◆ **What is required**:
Output, word for word, every line from the start of the listing down to and including the line that contains "pub const ALL: [Self;"; include nothing else.

◆ **Extracted records**:
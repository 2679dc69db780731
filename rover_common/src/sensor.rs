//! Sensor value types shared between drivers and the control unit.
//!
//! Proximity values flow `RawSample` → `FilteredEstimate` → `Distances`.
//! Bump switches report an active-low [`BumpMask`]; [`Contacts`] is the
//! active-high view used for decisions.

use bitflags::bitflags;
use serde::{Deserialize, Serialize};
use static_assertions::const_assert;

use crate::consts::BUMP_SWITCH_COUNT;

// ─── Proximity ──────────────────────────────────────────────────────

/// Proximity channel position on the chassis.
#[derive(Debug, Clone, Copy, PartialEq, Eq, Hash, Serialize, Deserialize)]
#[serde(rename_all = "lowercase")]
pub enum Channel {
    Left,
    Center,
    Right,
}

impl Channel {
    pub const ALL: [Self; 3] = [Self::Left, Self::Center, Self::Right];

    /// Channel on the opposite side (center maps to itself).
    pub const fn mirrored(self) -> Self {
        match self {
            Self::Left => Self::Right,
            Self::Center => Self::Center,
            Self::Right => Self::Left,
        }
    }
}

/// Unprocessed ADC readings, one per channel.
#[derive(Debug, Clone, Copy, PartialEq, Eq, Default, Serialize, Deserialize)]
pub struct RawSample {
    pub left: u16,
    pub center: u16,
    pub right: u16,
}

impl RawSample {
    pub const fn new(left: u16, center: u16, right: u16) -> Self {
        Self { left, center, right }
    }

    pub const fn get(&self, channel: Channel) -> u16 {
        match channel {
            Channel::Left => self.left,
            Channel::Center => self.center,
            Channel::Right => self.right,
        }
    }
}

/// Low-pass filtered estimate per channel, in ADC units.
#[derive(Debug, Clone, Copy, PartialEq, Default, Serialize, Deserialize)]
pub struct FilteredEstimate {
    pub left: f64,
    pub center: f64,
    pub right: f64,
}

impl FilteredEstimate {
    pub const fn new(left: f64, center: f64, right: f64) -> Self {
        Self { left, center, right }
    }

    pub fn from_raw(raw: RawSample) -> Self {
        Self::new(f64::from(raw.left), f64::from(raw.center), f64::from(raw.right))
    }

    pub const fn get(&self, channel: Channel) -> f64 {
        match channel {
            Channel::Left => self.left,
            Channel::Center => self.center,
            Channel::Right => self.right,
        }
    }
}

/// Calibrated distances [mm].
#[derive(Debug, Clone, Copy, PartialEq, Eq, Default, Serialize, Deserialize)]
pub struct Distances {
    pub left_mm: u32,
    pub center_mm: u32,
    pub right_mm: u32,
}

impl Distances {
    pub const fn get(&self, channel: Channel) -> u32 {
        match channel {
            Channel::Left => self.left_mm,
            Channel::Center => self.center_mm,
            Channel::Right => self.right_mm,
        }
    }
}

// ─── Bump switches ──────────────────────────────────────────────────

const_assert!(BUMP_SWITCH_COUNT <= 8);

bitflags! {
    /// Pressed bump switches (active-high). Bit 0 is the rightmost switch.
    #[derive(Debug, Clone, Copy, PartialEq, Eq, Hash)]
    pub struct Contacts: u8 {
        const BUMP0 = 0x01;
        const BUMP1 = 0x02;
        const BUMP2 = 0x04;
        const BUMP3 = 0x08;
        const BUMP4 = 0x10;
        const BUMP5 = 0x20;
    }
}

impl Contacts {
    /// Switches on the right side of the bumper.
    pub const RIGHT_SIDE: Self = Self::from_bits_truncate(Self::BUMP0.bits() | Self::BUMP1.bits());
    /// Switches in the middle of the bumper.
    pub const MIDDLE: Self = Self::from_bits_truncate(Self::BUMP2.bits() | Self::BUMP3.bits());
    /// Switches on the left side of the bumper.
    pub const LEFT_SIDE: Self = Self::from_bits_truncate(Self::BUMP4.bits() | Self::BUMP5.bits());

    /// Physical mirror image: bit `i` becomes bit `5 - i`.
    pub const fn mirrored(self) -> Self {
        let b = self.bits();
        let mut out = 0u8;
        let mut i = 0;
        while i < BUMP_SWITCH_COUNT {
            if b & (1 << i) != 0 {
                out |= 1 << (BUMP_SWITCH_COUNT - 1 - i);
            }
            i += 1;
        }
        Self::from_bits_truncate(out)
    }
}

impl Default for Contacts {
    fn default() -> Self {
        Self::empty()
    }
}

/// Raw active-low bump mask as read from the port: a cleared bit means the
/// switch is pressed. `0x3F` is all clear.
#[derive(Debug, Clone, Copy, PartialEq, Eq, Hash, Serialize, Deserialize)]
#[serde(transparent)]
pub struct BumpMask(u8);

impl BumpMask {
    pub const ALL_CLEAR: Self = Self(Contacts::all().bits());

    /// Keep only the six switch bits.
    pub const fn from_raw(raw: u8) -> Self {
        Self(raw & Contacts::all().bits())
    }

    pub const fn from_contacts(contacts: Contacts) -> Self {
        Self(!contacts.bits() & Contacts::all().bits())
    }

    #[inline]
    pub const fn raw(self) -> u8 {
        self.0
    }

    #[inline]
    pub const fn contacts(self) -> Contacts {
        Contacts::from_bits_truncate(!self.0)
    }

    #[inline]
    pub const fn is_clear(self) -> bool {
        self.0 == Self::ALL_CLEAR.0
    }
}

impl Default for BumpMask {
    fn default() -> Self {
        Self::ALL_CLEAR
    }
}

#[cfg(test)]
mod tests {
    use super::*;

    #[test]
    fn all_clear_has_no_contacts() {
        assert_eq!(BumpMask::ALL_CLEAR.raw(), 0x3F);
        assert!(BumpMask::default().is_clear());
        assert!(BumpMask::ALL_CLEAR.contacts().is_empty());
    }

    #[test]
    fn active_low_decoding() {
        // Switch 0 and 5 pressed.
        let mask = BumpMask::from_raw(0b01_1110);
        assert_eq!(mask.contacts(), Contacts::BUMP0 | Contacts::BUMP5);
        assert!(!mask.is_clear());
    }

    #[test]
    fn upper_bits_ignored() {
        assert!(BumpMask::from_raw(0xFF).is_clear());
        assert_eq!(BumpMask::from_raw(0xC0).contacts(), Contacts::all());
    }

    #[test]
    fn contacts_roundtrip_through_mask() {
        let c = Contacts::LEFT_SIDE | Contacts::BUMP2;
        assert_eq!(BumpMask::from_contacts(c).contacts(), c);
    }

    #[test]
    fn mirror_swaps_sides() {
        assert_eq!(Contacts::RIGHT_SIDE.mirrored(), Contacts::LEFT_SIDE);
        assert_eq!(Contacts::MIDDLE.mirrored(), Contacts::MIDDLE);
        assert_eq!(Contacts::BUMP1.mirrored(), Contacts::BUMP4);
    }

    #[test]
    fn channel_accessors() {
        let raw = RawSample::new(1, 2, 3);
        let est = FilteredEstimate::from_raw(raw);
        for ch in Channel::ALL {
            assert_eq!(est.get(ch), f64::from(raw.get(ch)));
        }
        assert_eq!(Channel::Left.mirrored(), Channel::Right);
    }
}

◆ **Task response**:
repository 2679dc69db780731
filename rover_common/src/sensor.rs
//! Sensor value types shared between drivers and the control unit.
//!
//! Proximity values flow `RawSample` → `FilteredEstimate` → `Distances`.
//! Bump switches report an active-low [`BumpMask`]; [`Contacts`] is the
//! active-high view used for decisions.

use bitflags::bitflags;
use serde::{Deserialize, Serialize};
use static_assertions::const_assert;

use crate::consts::BUMP_SWITCH_COUNT;

// ─── Proximity ──────────────────────────────────────────────────────

/// Proximity channel position on the chassis.
#[derive(Debug, Clone, Copy, PartialEq, Eq, Hash, Serialize, Deserialize)]
#[serde(rename_all = "lowercase")]
pub enum Channel {
    Left,
    Center,
    Right,
}

impl Channel {
    pub const ALL: [Self; 3] = [Self::Left, Self::Center, Self::Right];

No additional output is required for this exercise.